ESG further speculates that because this test utilized default values for BIOS, OS, SAP and SQL Server, performance would likely be higher with tuning.  … And my car will probably go faster if I wash it and add air to the tires, but by how much??  In summary and I am paraphrasing, ESG says that VMware, Intel processors and HP servers are ready for SAP primetime providing reliability and performance while simplifying operations and lowering costs.  Interesting that they talk about reliability yet they, once again, provide no supporting evidence and did not mention a single thing about reliability earlier in the paper other than to say that the HP DL980 G7 delivers “enhanced reliability”.  I certainly believe every marketing claim that a company makes without data to back it up, don’t you?

 

There are three ways that you can read this white paper.

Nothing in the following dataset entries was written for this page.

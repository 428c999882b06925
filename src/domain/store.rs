// SPDX-License-Identifier: MIT OR Apache-2.0

//! The parsed INI store and its read-only query API.
//!
//! An [`Ini`] is built once by the parser and never mutated afterwards. Queries come
//! in two families:
//!
//! - `get`/`get_global`/`section` return a [`Result`] and report
//!   [`IniError::UnknownSection`] or [`IniError::UnknownEntry`] on a miss.
//! - `dget`, `get_value` and `get_string` never fail; any miss (or, for the typed
//!   accessors, any conversion failure) yields the caller's fallback.

use crate::domain::errors::{IniError, Result};
use crate::domain::parser;
use crate::domain::value::FromIniValue;
use std::collections::HashMap;
use std::io::BufRead;
use std::str::FromStr;

type Entries = HashMap<String, String>;

/// A parsed INI document.
///
/// # Examples
///
/// ```
/// use inicfg::domain::Ini;
///
/// let ini = Ini::parse("verbose = true\n[server]\nport = 8080\n").unwrap();
///
/// assert_eq!(ini.get("server", "port").unwrap(), "8080");
/// assert_eq!(ini.get_value("server", "port", 0u16), 8080);
/// assert_eq!(ini.get_global_value("verbose", false), true);
/// assert_eq!(ini.dget("server", "host", "localhost"), "localhost");
/// ```
#[derive(Clone, Debug, Default, PartialEq, Eq)]
pub struct Ini {
    sections: HashMap<String, Entries>,
    global: Entries,
}

impl Ini {
    /// Parses an in-memory document.
    ///
    /// Fails with [`IniError::Syntax`] on the first malformed line.
    pub fn parse(text: &str) -> Result<Self> {
        parser::parse_str(text)
    }

    /// Parses a document from an already-open line source.
    ///
    /// The caller keeps ownership of whatever the reader wraps (a file handle, a
    /// socket, a buffer); it is only read, never opened or closed here.
    ///
    /// # Errors
    ///
    /// * [`IniError::Syntax`] on the first malformed line
    /// * [`IniError::Io`] if the reader fails, or with kind `InvalidData` if a line
    ///   is not valid UTF-8; values are stored as `String`, so raw bytes are rejected
    ///
    /// # Examples
    ///
    /// ```
    /// use inicfg::domain::Ini;
    /// use std::io::Cursor;
    ///
    /// let ini = Ini::from_reader(Cursor::new("[a]\nk = v\n")).unwrap();
    /// assert_eq!(ini.get("a", "k").unwrap(), "v");
    /// ```
    pub fn from_reader<R: BufRead>(reader: R) -> Result<Self> {
        parser::parse_reader(reader)
    }

    /// Returns the value of `key` in `section`.
    ///
    /// # Errors
    ///
    /// * [`IniError::UnknownSection`] if `section` was never declared
    /// * [`IniError::UnknownEntry`] if the section exists but has no `key`
    pub fn get(&self, section: &str, key: &str) -> Result<&str> {
        let entries = self
            .sections
            .get(section)
            .ok_or_else(|| IniError::UnknownSection {
                section: section.to_string(),
            })?;

        entries
            .get(key)
            .map(String::as_str)
            .ok_or_else(|| IniError::UnknownEntry {
                key: key.to_string(),
                section: Some(section.to_string()),
            })
    }

    /// Returns the value of `key` in the default section.
    ///
    /// # Errors
    ///
    /// * [`IniError::UnknownEntry`] if the default section has no `key`
    pub fn get_global(&self, key: &str) -> Result<&str> {
        self.global
            .get(key)
            .map(String::as_str)
            .ok_or_else(|| IniError::UnknownEntry {
                key: key.to_string(),
                section: None,
            })
    }

    /// Returns the value of `key` in `section`, or `fallback` if either is missing.
    pub fn dget<'a>(&'a self, section: &str, key: &str, fallback: &'a str) -> &'a str {
        or_fallback(self.get(section, key), fallback, Some(section), key)
    }

    /// Returns the value of `key` in the default section, or `fallback`.
    pub fn dget_global<'a>(&'a self, key: &str, fallback: &'a str) -> &'a str {
        or_fallback(self.get_global(key), fallback, None, key)
    }

    /// Returns a read-only handle bound to `name`.
    ///
    /// # Errors
    ///
    /// * [`IniError::UnknownSection`] if `name` was never declared
    ///
    /// # Examples
    ///
    /// ```
    /// use inicfg::domain::Ini;
    ///
    /// let ini = Ini::parse("[db]\nhost = example.org").unwrap();
    /// let db = ini.section("db").unwrap();
    /// assert_eq!(db.name(), "db");
    /// assert_eq!(db.get("host").unwrap(), "example.org");
    /// assert!(ini.section("cache").is_err());
    /// ```
    pub fn section(&self, name: &str) -> Result<Section<'_>> {
        let (name, _) = self
            .sections
            .get_key_value(name)
            .ok_or_else(|| IniError::UnknownSection {
                section: name.to_string(),
            })?;

        Ok(Section { ini: self, name })
    }

    /// Looks up `key` in `section` and converts it to `T`.
    ///
    /// Returns `default` if the lookup fails or the stored text is not a complete,
    /// valid `T`. The two cases cannot be told apart; use [`Ini::get`] and convert
    /// by hand when the difference matters.
    pub fn get_value<T: FromIniValue>(&self, section: &str, key: &str, default: T) -> T {
        let converted = self
            .get(section, key)
            .and_then(|raw| T::from_ini_value(key, raw));
        or_fallback(converted, default, Some(section), key)
    }

    /// Looks up `key` in the default section and converts it to `T`.
    pub fn get_global_value<T: FromIniValue>(&self, key: &str, default: T) -> T {
        let converted = self
            .get_global(key)
            .and_then(|raw| T::from_ini_value(key, raw));
        or_fallback(converted, default, None, key)
    }

    /// Owned-string variant of [`Ini::dget`].
    pub fn get_string(&self, section: &str, key: &str, default: &str) -> String {
        self.dget(section, key, default).to_string()
    }

    /// Owned-string variant of [`Ini::dget_global`].
    pub fn get_global_string(&self, key: &str, default: &str) -> String {
        self.dget_global(key, default).to_string()
    }

    /// Returns `true` if a header for `name` appeared in the document.
    pub fn has_section(&self, name: &str) -> bool {
        self.sections.contains_key(name)
    }

    /// Iterates over the declared section names, in no particular order.
    pub fn section_names(&self) -> impl Iterator<Item = &str> {
        self.sections.keys().map(String::as_str)
    }

    /// Iterates over the keys of the default section, in no particular order.
    pub fn global_keys(&self) -> impl Iterator<Item = &str> {
        self.global.keys().map(String::as_str)
    }

    /// Returns `true` if the document declared no sections and no default entries.
    pub fn is_empty(&self) -> bool {
        self.sections.is_empty() && self.global.is_empty()
    }

    /// Returns the entry map the parser writes to, creating a named section on demand.
    pub(crate) fn entries_mut(&mut self, section: Option<&str>) -> &mut Entries {
        match section {
            None => &mut self.global,
            Some(name) => self.sections.entry(name.to_string()).or_default(),
        }
    }
}

impl FromStr for Ini {
    type Err = IniError;

    fn from_str(s: &str) -> Result<Self> {
        Self::parse(s)
    }
}

/// Substitutes `fallback` for any failed lookup or conversion.
fn or_fallback<T>(result: Result<T>, fallback: T, section: Option<&str>, key: &str) -> T {
    result.unwrap_or_else(|e| {
        if e.is_lookup_miss() {
            tracing::trace!("Using fallback for missing key '{}' in section {:?}", key, section);
        } else {
            tracing::trace!(
                "Using fallback for malformed key '{}' in section {:?}: {}",
                key,
                section,
                e
            );
        }
        fallback
    })
}

/// A read-only view of one section of an [`Ini`].
///
/// The handle stores the section name and re-resolves it against the store on every
/// query. It borrows the store, so it cannot outlive it.
#[derive(Clone, Copy, Debug)]
pub struct Section<'a> {
    ini: &'a Ini,
    name: &'a str,
}

impl<'a> Section<'a> {
    /// Returns the section name.
    pub fn name(&self) -> &'a str {
        self.name
    }

    /// Returns the value of `key` in this section.
    ///
    /// # Errors
    ///
    /// * [`IniError::UnknownEntry`] if the section has no `key`
    pub fn get(&self, key: &str) -> Result<&'a str> {
        self.ini.get(self.name, key)
    }

    /// Returns the value of `key`, or `fallback` if it is missing.
    pub fn dget(&self, key: &str, fallback: &'a str) -> &'a str {
        self.ini.dget(self.name, key, fallback)
    }

    /// Looks up `key` and converts it to `T`, returning `default` on any failure.
    ///
    /// # Examples
    ///
    /// ```
    /// use inicfg::domain::Ini;
    ///
    /// let ini = Ini::parse("[limits]\nmax = 10\nratio = half").unwrap();
    /// let limits = ini.section("limits").unwrap();
    /// assert_eq!(limits.get_value("max", 0u32), 10);
    /// assert_eq!(limits.get_value("ratio", 0.5f64), 0.5);
    /// ```
    pub fn get_value<T: FromIniValue>(&self, key: &str, default: T) -> T {
        self.ini.get_value(self.name, key, default)
    }

    /// Owned-string variant of [`Section::dget`].
    pub fn get_string(&self, key: &str, default: &str) -> String {
        self.ini.get_string(self.name, key, default)
    }

    /// Iterates over the keys of this section, in no particular order.
    pub fn keys(&self) -> impl Iterator<Item = &'a str> {
        self.entries()
            .into_iter()
            .flat_map(|entries| entries.keys().map(String::as_str))
    }

    /// Iterates over the entries of this section, in no particular order.
    pub fn iter(&self) -> impl Iterator<Item = (&'a str, &'a str)> {
        self.entries()
            .into_iter()
            .flat_map(|entries| entries.iter().map(|(k, v)| (k.as_str(), v.as_str())))
    }

    /// Returns the number of entries in this section.
    pub fn len(&self) -> usize {
        self.entries().map_or(0, HashMap::len)
    }

    /// Returns `true` if the section holds no entries.
    pub fn is_empty(&self) -> bool {
        self.len() == 0
    }

    fn entries(&self) -> Option<&'a Entries> {
        self.ini.sections.get(self.name)
    }
}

  1. ESG has done a thorough job of evaluating HP x86 systems, Intel and VMware and has proven that this environment can handle SAP workloads with ease
  2. ESG has proven that VMware has either incredibly poor scalability or high overhead or both
  3. ESG has limited credibility as they make predictions for which they have no data to support their conclusions

 

While I might question how ESG makes predictions, I don’t believe that they do a poor job at performance testing.  They seem to operate like an economist, i.e. they are very good at collecting data but make predictions based on past experience, not hard data.  When is the last time that economists correctly predicted market fluctuations?  If they did, they would all be incredibly rich!

 

I think it would be irresponsible to say that VMware based environments are incapable of handling SAP workloads.  On the contrary, VMware is quite capable, but there are significant caveats.  VMware does best with small workloads, e.g. 4 to 8  vcpu, not with larger workloads e.g. 16 to 32 vcpu.  This means if a customer utilizes SAP on VMware, they will need more and smaller images than they would on excellent scaling platforms like IBM Power Systems, which drives up management costs substantially and reduces flexibility.  By way of comparison, published SAP SD 2-tier benchmark results for IBM Power Systems utilizing POWER7 technology show 99% scalability when comparing the performance of a 16-core to a 32-core system at the same MHz, 89.3% scalability when comparing a 64-core to a 128-core system with a 5% higher MHz, which when normalized to the same MHz shows 99% scalability even at this extremely high performance level.

 

The second caveat for VMware and HP/Intel systems is in that area that ESG brushed over as if it was a foregone conclusion, i.e. reliability.  Solitaire Interglobal examined data from over 40,000 customers and found that x86 systems suffer from 3 times or more system outages when comparing Linux based x86 systems to Power Systems and up to 10 times more system outages when comparing Windows based x86 systems to Power Systems.  They also found radically higher outage durations for both Linux and Windows compared to Power and much lower overall availability when looking at both planned and unplanned outages in general: http://ibm.co/strategicOS and specifically in virtualized environments: http://ibm.co/virtualizationplatformmatters.  Furthermore, as noted in my post from late last year, https://saponpower.wordpress.com/2011/08/29/vsphere-5-0-compared-to-powervm/, VMware introduces a number of single points of failure when mission critical applications demand just the opposite, i.e. the elimination of single points of failure.

 

I am actually very happy to see this ESG white paper, as it is has proven how poor VMware scales for large workloads like SAP in ways that few other published studies have ever exposed.  Power Systems continues to set the bar very high when it comes to delivering effective virtualization for large and small SAP environments while offering outstanding, mission critical reliability.  As noted in https://saponpower.wordpress.com/2011/08/15/ibm-power-systems-compared-to-x86-for-sap-landscapes/, IBM does this while maintaining a similar or lower TCO when all production, HA and non-production systems, 3 years of 24x7x365 hardware maintenance, licenses and 24x7x365 support for Enterprise Linux and vSphere 5.0 Enterprise Plus … and that analysis was done back when I did not have ESG’s lab report showing how poorly VMware scales.  I may have to revise my TCO estimates based on this new data.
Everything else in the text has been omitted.